Repeat back the entries that follow, keeping every word as it is.

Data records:
= = =
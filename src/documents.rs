//! Current-state document files and the metadata lists stored beside them.
//!
//! One `wf-<id>.json` file per workflow under the data root, plus the three
//! keyed lists (`tags.json`, `teams.json`, `owners.json`). This store only
//! ever replaces whole files; version capture happens above it, in
//! [`crate::Vault::put_document`].

use crate::error::{Result, VaultError};
use crate::types::{Document, DocumentId, Owner, Tag, Team};
use serde::de::DeserializeOwned;
use serde::Serialize;
use std::fs::{self, File};
use std::io::Write;
use std::path::{Path, PathBuf};

/// Metadata list filenames.
pub const TAGS_FILE: &str = "tags.json";
pub const TEAMS_FILE: &str = "teams.json";
pub const OWNERS_FILE: &str = "owners.json";

/// Flat store of current-state JSON files.
pub struct DocumentStore {
    /// Data root; exclusively owns current-state files.
    root: PathBuf,
}

impl DocumentStore {
    /// Open the store at the given data root, creating it if needed.
    pub fn new(root: impl AsRef<Path>) -> Result<Self> {
        let root = root.as_ref().to_path_buf();
        fs::create_dir_all(&root)?;
        Ok(Self { root })
    }

    pub fn root(&self) -> &Path {
        &self.root
    }

    /// Path of a document's current-state file.
    pub fn document_path(&self, id: &DocumentId) -> PathBuf {
        self.root.join(id.file_name())
    }

    /// Raw bytes of the current state, or `None` if the document does not
    /// exist yet.
    pub fn get_bytes(&self, id: &DocumentId) -> Result<Option<Vec<u8>>> {
        match fs::read(self.document_path(id)) {
            Ok(bytes) => Ok(Some(bytes)),
            Err(e) if e.kind() == std::io::ErrorKind::NotFound => Ok(None),
            Err(e) => Err(e.into()),
        }
    }

    /// Decode the current state of a document.
    pub fn get(&self, id: &DocumentId) -> Result<Document> {
        let bytes = self
            .get_bytes(id)?
            .ok_or_else(|| VaultError::DocumentNotFound(id.clone()))?;
        serde_json::from_slice(&bytes)
            .map_err(|e| VaultError::CorruptEntry(format!("{}: {}", id.file_name(), e)))
    }

    /// Replace the current state with exact bytes. Used by the version
    /// ledger's restore-to-live path, which must not re-encode the payload.
    pub fn put_bytes(&self, id: &DocumentId, bytes: &[u8]) -> Result<()> {
        let mut file = File::create(self.document_path(id))?;
        file.write_all(bytes)?;
        file.sync_all()?;
        Ok(())
    }

    /// Replace the current state of a document.
    pub fn put(&self, doc: &Document) -> Result<()> {
        let bytes = serde_json::to_vec_pretty(doc)?;
        self.put_bytes(&doc.id, &bytes)
    }

    /// Delete a document's current state. No version entry is created for a
    /// delete. Returns whether anything was removed.
    pub fn delete(&self, id: &DocumentId) -> Result<bool> {
        match fs::remove_file(self.document_path(id)) {
            Ok(()) => Ok(true),
            Err(e) if e.kind() == std::io::ErrorKind::NotFound => Ok(false),
            Err(e) => Err(e.into()),
        }
    }

    /// List all document ids, sorted ascending.
    pub fn list(&self) -> Result<Vec<DocumentId>> {
        let mut ids = Vec::new();
        for entry in fs::read_dir(&self.root)? {
            let entry = entry?;
            if !entry.file_type()?.is_file() {
                continue;
            }
            let name = entry.file_name();
            if let Some(id) = DocumentId::from_file_name(&name.to_string_lossy()) {
                ids.push(id);
            }
        }
        ids.sort();
        Ok(ids)
    }

    // --- Metadata lists ---

    pub fn read_tags(&self) -> Result<Vec<Tag>> {
        self.read_list(TAGS_FILE)
    }

    pub fn write_tags(&self, tags: &[Tag]) -> Result<()> {
        self.write_list(TAGS_FILE, tags)
    }

    pub fn read_teams(&self) -> Result<Vec<Team>> {
        self.read_list(TEAMS_FILE)
    }

    pub fn write_teams(&self, teams: &[Team]) -> Result<()> {
        self.write_list(TEAMS_FILE, teams)
    }

    pub fn read_owners(&self) -> Result<Vec<Owner>> {
        self.read_list(OWNERS_FILE)
    }

    pub fn write_owners(&self, owners: &[Owner]) -> Result<()> {
        self.write_list(OWNERS_FILE, owners)
    }

    /// Read a metadata list; a missing file is an empty list.
    fn read_list<T: DeserializeOwned>(&self, file: &str) -> Result<Vec<T>> {
        let path = self.root.join(file);
        let bytes = match fs::read(&path) {
            Ok(bytes) => bytes,
            Err(e) if e.kind() == std::io::ErrorKind::NotFound => return Ok(Vec::new()),
            Err(e) => return Err(e.into()),
        };
        serde_json::from_slice(&bytes)
            .map_err(|e| VaultError::CorruptEntry(format!("{}: {}", file, e)))
    }

    fn write_list<T: Serialize>(&self, file: &str, items: &[T]) -> Result<()> {
        let bytes = serde_json::to_vec_pretty(items)?;
        let mut f = File::create(self.root.join(file))?;
        f.write_all(&bytes)?;
        f.sync_all()?;
        Ok(())
    }
}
= = =
### Result of this exercise
filename src/documents.rs
//! Current-state document files and the metadata lists stored beside them.
//!
//! One `wf-<id>.json` file per workflow under the data root, plus the three
//! keyed lists (`tags.json`, `teams.json`, `owners.json`). This store only
//! ever replaces whole files; version capture happens above it, in
//! [`crate::Vault::put_document`].

use crate::error::{Result, VaultError};
use crate::types::{Document, DocumentId, Owner, Tag, Team};
use serde::de::DeserializeOwned;
use serde::Serialize;
use std::fs::{self, File};
use std::io::Write;
use std::path::{Path, PathBuf};

/// Metadata list filenames.
pub const TAGS_FILE: &str = "tags.json";
pub const TEAMS_FILE: &str = "teams.json";
pub const OWNERS_FILE: &str = "owners.json";

/// Flat store of current-state JSON files.
pub struct DocumentStore {
    /// Data root; exclusively owns current-state files.
    root: PathBuf,
}

impl DocumentStore {
    /// Open the store at the given data root, creating it if needed.
    pub fn new(root: impl AsRef<Path>) -> Result<Self> {
        let root = root.as_ref().to_path_buf();
        fs::create_dir_all(&root)?;
        Ok(Self { root })
    }

    pub fn root(&self) -> &Path {
        &self.root
    }

    /// Path of a document's current-state file.
    pub fn document_path(&self, id: &DocumentId) -> PathBuf {
        self.root.join(id.file_name())
    }

    /// Raw bytes of the current state, or `None` if the document does not
    /// exist yet.
    pub fn get_bytes(&self, id: &DocumentId) -> Result<Option<Vec<u8>>> {
        match fs::read(self.document_path(id)) {
            Ok(bytes) => Ok(Some(bytes)),
            Err(e) if e.kind() == std::io::ErrorKind::NotFound => Ok(None),
            Err(e) => Err(e.into()),
        }
    }

    /// Decode the current state of a document.
    pub fn get(&self, id: &DocumentId) -> Result<Document> {
        let bytes = self
            .get_bytes(id)?
            .ok_or_else(|| VaultError::DocumentNotFound(id.clone()))?;
        serde_json::from_slice(&bytes)
            .map_err(|e| VaultError::CorruptEntry(format!("{}: {}", id.file_name(), e)))
    }

    /// Replace the current state with exact bytes. Used by the version
    /// ledger's restore-to-live path, which must not re-encode the payload.
    pub fn put_bytes(&self, id: &DocumentId, bytes: &[u8]) -> Result<()> {
        let mut file = File::create(self.document_path(id))?;
        file.write_all(bytes)?;
        file.sync_all()?;
        Ok(())
    }

    /// Replace the current state of a document.
    pub fn put(&self, doc: &Document) -> Result<()> {
        let bytes = serde_json::to_vec_pretty(doc)?;
        self.put_bytes(&doc.id, &bytes)
    }

    /// Delete a document's current state. No version entry is created for a
    /// delete. Returns whether anything was removed.
    pub fn delete(&self, id: &DocumentId) -> Result<bool> {
        match fs::remove_file(self.document_path(id)) {
            Ok(()) => Ok(true),
            Err(e) if e.kind() == std::io::ErrorKind::NotFound => Ok(false),
            Err(e) => Err(e.into()),
        }
    }

    /// List all document ids, sorted ascending.
    pub fn list(&self) -> Result<Vec<DocumentId>> {
        let mut ids = Vec::new();
        for entry in fs::read_dir(&self.root)? {
            let entry = entry?;
            if !entry.file_type()?.is_file() {
                continue;
            }
            let name = entry.file_name();
            if let Some(id) = DocumentId::from_file_name(&name.to_string_lossy()) {
                ids.push(id);
            }
        }
        ids.sort();
        Ok(ids)
    }

    // --- Metadata lists ---

    pub fn read_tags(&self) -> Result<Vec<Tag>> {
        self.read_list(TAGS_FILE)
    }

    pub fn write_tags(&self, tags: &[Tag]) -> Result<()> {
        self.write_list(TAGS_FILE, tags)
    }

    pub fn read_teams(&self) -> Result<Vec<Team>> {
        self.read_list(TEAMS_FILE)
    }

    pub fn write_teams(&self, teams: &[Team]) -> Result<()> {
        self.write_list(TEAMS_FILE, teams)
    }

    pub fn read_owners(&self) -> Result<Vec<Owner>> {
        self.read_list(OWNERS_FILE)
    }

    pub fn write_owners(&self, owners: &[Owner]) -> Result<()> {
        self.write_list(OWNERS_FILE, owners)
    }

    /// Read a metadata list; a missing file is an empty list.
    fn read_list<T: DeserializeOwned>(&self, file: &str) -> Result<Vec<T>> {
        let path = self.root.join(file);
        let bytes = match fs::read(&path) {
            Ok(bytes) => bytes,
            Err(e) if e.kind() == std::io::ErrorKind::NotFound => return Ok(Vec::new()),
            Err(e) => return Err(e.into()),
        };
        serde_json::from_slice(&bytes)
            .map_err(|e| VaultError::CorruptEntry(format!("{}: {}", file, e)))
    }

    fn write_list<T: Serialize>(&self, file: &str, items: &[T]) -> Result<()> {
        let bytes = serde_json::to_vec_pretty(items)?;
        let mut f = File::create(self.root.join(file))?;
        f.write_all(&bytes)?;
        f.sync_all()?;
        Ok(())
    }
}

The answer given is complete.